Perhaps it was the volatile cul-de-sac in which the discussion had bottomed out or just the brittle sound of all those voices fighting to be heard that created a sensation on my skin like someone pelting me with rocks. My frustration neared a tipping point, so I chose this moment to speak up:
“It seems rather idiotic to begin this discussion by trying to form a consensus about what has the most political viability.” This quieted everyone, so I continued. “Any policy designed to achieve the goal of lowering emissions will necessarily inflict some economic pain, and therefore the policy must also alleviate that pain. We can simply run those numbers and decide what’s best, empirically speaking. To spend our time dawdling about political constituencies seems to me rather fruitless.”
I left my pen poised over my notepad in case anyone had an interesting response.
Ms. McCowen stared at me as silence took hold: “Who in the sweet brandy fuck is this guy?”
Dr. Tufariello volunteered that information: “This is Dr. Ashir al-Hasan.”
I added: “Chief of Staff for the Senate Select Committee on the Climate Crisis and advisor to Senator Cyrus Fitzpatrick of Pennsylvania,” while also favoring Ms. McCowen with what my brother-in-law, Peter, calls a fuck you gaze. Mostly I was just happy they all stopped speaking over one another.
Dr. Tufariello said: “Ash was also one of NOAA’s top Earth System modelers. We listen when he talks.”
Ms. McCowen glared at me. “Yeah? Well, let me tell you something, Doctor Dicksucker: On my daddy’s farm we used to do rectal palpitations on cows, and if you call me an idiot again, I’ll come for you with two fists.”
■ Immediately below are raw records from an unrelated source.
//! Newline-delimited JSON session over an async reader/writer pair.
//!
//! Each line read is one request envelope; each line written is one event
//! or response envelope. Notifications raised while a request is handled are
//! written before that request's response.

use tokio::io::{AsyncBufRead, AsyncBufReadExt, AsyncWrite, AsyncWriteExt};
use tokio::sync::mpsc;
use tokio::sync::mpsc::error::TrySendError;

use crate::protocol::{Event, Request, Response, WatcherNotification};
use crate::types::CanonicalPath;
use crate::watcher::WatchError;

use super::{Canonicalizer, EventSink, HandlerTable, PathCanonicalizer, ProtocolHandler, ProtocolHandlers};

/// Session whose outbound notifications are queued for [`serve`] to write.
pub struct StdioSession {
    canonicalizer: Canonicalizer,
    handlers: HandlerTable,
    outbound: mpsc::Sender<WatcherNotification>,
    capacity: usize,
}

impl StdioSession {
    /// Create a session and the receiving end of its notification queue.
    pub fn new(
        canonicalizer: Canonicalizer,
        capacity: usize,
    ) -> (Self, mpsc::Receiver<WatcherNotification>) {
        let capacity = capacity.max(1);
        let (outbound, events) = mpsc::channel(capacity);
        let session = Self {
            canonicalizer,
            handlers: HandlerTable::new(),
            outbound,
            capacity,
        };
        (session, events)
    }

    /// Handle one input line. Blank lines produce no response.
    pub fn handle_line(&self, line: &str) -> Option<Response> {
        let line = line.trim();
        if line.is_empty() {
            return None;
        }

        let request: Request = match serde_json::from_str(line) {
            Ok(request) => request,
            Err(e) => {
                tracing::warn!("[stdio] unparseable message: {e}");
                return Some(Response::parse_error(format!("Failed to parse request: {e}")));
            }
        };

        if request.message_type != "request" {
            return Some(Response::error(
                request.command.clone(),
                request.seq,
                format!("Expected a request, got \"{}\"", request.message_type),
            ));
        }

        crate::debug_event!("stdio", "request", "{} seq={}", request.command, request.seq);
        Some(self.handlers.dispatch(&request))
    }
}

impl PathCanonicalizer for StdioSession {
    fn canonical_file_name(&self, path: &str) -> CanonicalPath {
        self.canonicalizer.canonicalize(path)
    }
}

impl EventSink for StdioSession {
    fn event(&self, notification: WatcherNotification) {
        match self.outbound.try_send(notification) {
            Ok(()) => {}
            Err(TrySendError::Full(dropped)) => {
                tracing::warn!(
                    "[stdio] reached outbound capacity of {}, dropping {} for id {}",
                    self.capacity,
                    dropped.event_name(),
                    dropped.id()
                );
            }
            Err(TrySendError::Closed(dropped)) => {
                crate::debug_event!("stdio", "dropped", "{} after shutdown", dropped.event_name());
            }
        }
    }
}

impl ProtocolHandlers for StdioSession {
    fn add_protocol_handler(&self, command: &str, handler: ProtocolHandler) -> Result<(), WatchError> {
        self.handlers.add(command, handler)
    }
}

/// Pump requests from `reader` through `session` until end of input.
///
/// Queued notifications are written as they arrive. When the input closes,
/// `on_input_closed` runs while the queue is still open, so the
/// `closeWatcher` notifications it raises are written along with anything
/// else still queued before returning.
pub async fn serve<R, W, F>(
    session: &StdioSession,
    mut events: mpsc::Receiver<WatcherNotification>,
    reader: R,
    mut writer: W,
    on_input_closed: F,
) -> Result<(), WatchError>
where
    R: AsyncBufRead + Unpin,
    W: AsyncWrite + Unpin,
    F: FnOnce(),
{
    let mut lines = reader.lines();
    let mut seq: u64 = 0;

    crate::debug_event!("stdio", "serving");

    loop {
        tokio::select! {
            biased;

            Some(notification) = events.recv() => {
                seq += 1;
                write_message(&mut writer, &Event::new(seq, &notification)).await?;
            }

            line = lines.next_line() => {
                let Some(line) = line? else {
                    break;
                };
                let Some(mut response) = session.handle_line(&line) else {
                    continue;
                };
                while let Ok(notification) = events.try_recv() {
                    seq += 1;
                    write_message(&mut writer, &Event::new(seq, &notification)).await?;
                }
                seq += 1;
                response.seq = seq;
                write_message(&mut writer, &response).await?;
            }
        }
    }

    on_input_closed();
    while let Ok(notification) = events.try_recv() {
        seq += 1;
        write_message(&mut writer, &Event::new(seq, &notification)).await?;
    }
    writer.flush().await?;

    crate::debug_event!("stdio", "input closed", "{seq} messages written");
    Ok(())
}

async fn write_message<W, T>(writer: &mut W, message: &T) -> Result<(), WatchError>
where
    W: AsyncWrite + Unpin,
    T: serde::Serialize,
{
    let mut line = serde_json::to_string(message)?;
    line.push('\n');
    writer.write_all(line.as_bytes()).await?;
    writer.flush().await?;
    Ok(())
}

#[cfg(test)]
mod tests {
    use super::*;
    use crate::types::{WatchId, WatchType};

    #[test]
    fn test_handle_line_rejects_garbage() {
        let (session, _events) = StdioSession::new(Canonicalizer::new(true), 4);

        assert!(session.handle_line("   ").is_none());

        let response = session.handle_line("not json").unwrap();
        assert!(!response.success);
        assert_eq!(response.request_seq, 0);

        let response = session
            .handle_line(r#"{"seq":3,"type":"event","command":"onWatchChange"}"#)
            .unwrap();
        assert!(!response.success);
        assert_eq!(response.request_seq, 3);
    }

    #[test]
    fn test_full_queue_drops_notification() {
        let (session, mut events) = StdioSession::new(Canonicalizer::new(true), 1);
        let close = |id| WatcherNotification::CloseWatcher {
            id: WatchId::new(id).unwrap(),
            watch_type: WatchType::File,
        };

        session.event(close(1));
        session.event(close(2));

        assert_eq!(events.try_recv().unwrap(), close(1));
        assert!(events.try_recv().is_err());
    }
}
Hopefully this example gives you some idea of the tenor of these meetings. They are also too often catered with the same bland turkey and portobello wraps.
* * *
In college, I discovered that running was an excellent way of alleviating anxiety. When I moved to Georgetown, I found a running club online, the project of a man named Seth Young, who was “a recovering political operative.”
Young had worked in the Obama administration and quit politics after burnout from Hillary Clinton’s 2016 race. Instead, he formed a fitness and wellness business, one aspect of which was taking moribund, desk-shackled Washingtonians on runs around the capital. I found the experience enjoyable, and it eased my transition from Tennessee, where my home was proximate to many excellent paths. As you may recall, I took the Senate Select Committee’s offer with a bit of trepidation. After my years consulting with the New England Complex Systems Institute, I moved on to NOAA’s Oak Ridge facility. This was powerful, cutting-edge modeling. Working under Dr. Tufariello, I helped pioneer an integrated assessment model (IAM) that broke new ground with its accounting of biospheric inputs, population, economic activity, national and international policies, and technological options available on decadal and century timescales. That’s largely why I’m here: because Dr. Tufariello wants to put each draft of the PRIRA legislation through our IAM to show how it might affect the climate under ideal circumstances of implementation.